Before disclosing information or materials designated "Highly Confidential-Attorneys Eyes Only" to any Consultant, the party who wishes to disclose such information or materials must first identify that individual to the counsel for the designating party and submit an Agreement To Be Bound (Exhibit A), which shall include at least the full name and professional address and/or affiliation of the individual, his or her prior employment, consultancies or matters for the previous five (5) years, and all of the person's present employments or consultancies. The non-designating party shall have three (3) business days from receipt of such initial identification and signed certification to object in writing to disclosure to any individual so identified. Failure to timely object will be considered consent to disclose documents and information to such individual. The parties shall confer in an attempt to resolve any objections informally, and approval by the designating party shall not be unreasonably withheld. If the objections cannot be resolved, the objecting party may move within five (5) business days following its objection for a protective order to prevent disclosure of "Highly Confidential-Attorneys Eyes Only" materials to the individual under Local Rule 37. In the event that such a motion is made, the party seeking to prohibit disclosure shall bear the burden of establishing good cause why the disclosure should not be made pursuant to Rule 26 of the Federal Rules of Civil Procedure. Such Consultant(s) cannot have access to designated material until these relevant time periods expire, including for final resolution of any timely motion.

C. Agreement to Be Bound

Each person permitted by the parties or their counsel to have access to material or information designated "Confidential" or "Highly Confidential-Attorneys Eyes Only" under the terms of this Order, shall, prior to being given such access, be provided with a copy of this Order for review. Upon receiving this Order, each person shall sign an "Agreement to Be Bound" (Exhibit A to this Order) indicating that he has read this Order and agrees to comply with its terms, provided, however, that partners and employees of counsel of record, as defined in Section V B(a), as well as officers and personnel of the Court, shall be exempt from the requirement to sign the Exhibit A agreement. Counsel who makes any disclosure of materials designated "Confidential" or "Highly Confidential-Attorneys Eyes Only" shall retain each original executed Agreement To Be Bound. Counsel who makes any disclosure of "Highly Confidential-Attorneys Eyes Only" information or material to a Consultant shall circulate copies of the Agreement To Be Bound executed by the Consultant concurrently with the identification of the Consultant to the attorneys for the designating party.

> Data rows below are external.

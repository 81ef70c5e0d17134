//! Custom Resource Definitions for the dataplane operator
//!
//! `OpenStackDataPlaneNodeSet` is reconciled by this operator.
//! `OpenStackDataPlaneDeployment` is only read.

mod deployment;
mod nodeset;
mod types;

pub use deployment::{
    OpenStackDataPlaneDeployment, OpenStackDataPlaneDeploymentSpec,
    OpenStackDataPlaneDeploymentStatus,
};
pub use nodeset::{
    BaremetalHost, BaremetalSetTemplate, ExecutionSpec, NodeSection, NodeTemplate,
    OpenStackDataPlaneNodeSet, OpenStackDataPlaneNodeSetSpec, OpenStackDataPlaneNodeSetStatus,
    DEFAULT_SECRET_MAX_SIZE, DEFAULT_SERVICES, NODE_SET_READY_MESSAGE,
};
pub use types::{
    AnsibleOpts, AnsibleVarsFromSource, Condition, ConditionSeverity, ConditionStatus,
    LocalObjectRef, NetworkRef,
};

D. Filing Confidential Material

Nothing in this Order shall vary the requirements for filing under seal imposed by the Federal Rules of Civil Procedure or the Local Rules of this Court. Before filing confidential material or discussing or referencing such material in court filings, the filing party shall confer with the designating party to determine whether the designating party will remove the confidential designation, whether the document can be redacted, or whether a motion to seal or stipulation and proposed order is warranted. Local Civil Rule 79-5 sets forth the procedures that must be followed and the standards that will be applied when a party seeks permission from the Court to file material under seal with the material bearing the legend "Confidential" or "Highly Confidential-Attorneys Eyes Only."

Any document or evidence filed with the Court or submitted to the Judge which is designated as containing "Confidential" or "Highly Confidential-Attorneys Eyes Only" information, upon a showing of good cause and according to procedures established in Local Civil Rule 79-5, will be filed in a sealed envelope or other appropriate sealed container marked on the outside with the title of the action and a statement substantially in the following form:

"CONFIDENTIAL" [or] "HIGHLY CONFIDENTIAL-ATTORNEYS EYES ONLY"

"The document is subject to a PROTECTIVE ORDER issued by the Court and may not be examined or copied except in compliance with that Order."

The Local Civil Rule 79-5 application for filing under seal shall be directed to the Judge to whom the filing is directed.

Filing a document under seal shall not bar any party from unrestricted use or dissemination of those portions of the document that do not contain material designated "Confidential" or "Highly Confidential-Attorneys Eyes Only."

If a filing party fails to designate information as "Confidential" or "Highly Confidential-Attorneys Eyes Only," any party who in good faith believes that designation and filing under seal is required by this Order may move the Court to file said information under seal under Local Rule 37 or 79-5 as appropriate.

VI. DESIGNATING PROTECTED MATERIAL

A. Governing Standards

Any information produced by any party or non-party as part of discovery in this action may be designated by the producing party(ies) as "Confidential" or "Highly Confidential-Attorneys Eyes Only." A document should be designated "Confidential" when it contains confidential information (as listed above) that may be reviewed by a designated manager of the receiving party but must be protected against disclosure to unauthorized third parties. A document may be designated "Highly Confidential-Attorneys Eyes Only" when it contains trade secrets of a technical nature, such as information relating to product formulas, manufacturing methods, product development plans, or confidential business information such as marketing plans, customer lists, pricing plans, financial statements, supplier identifiers, or other information which would put the producing person or entity at a competitive disadvantage if the information became known to the receiving party.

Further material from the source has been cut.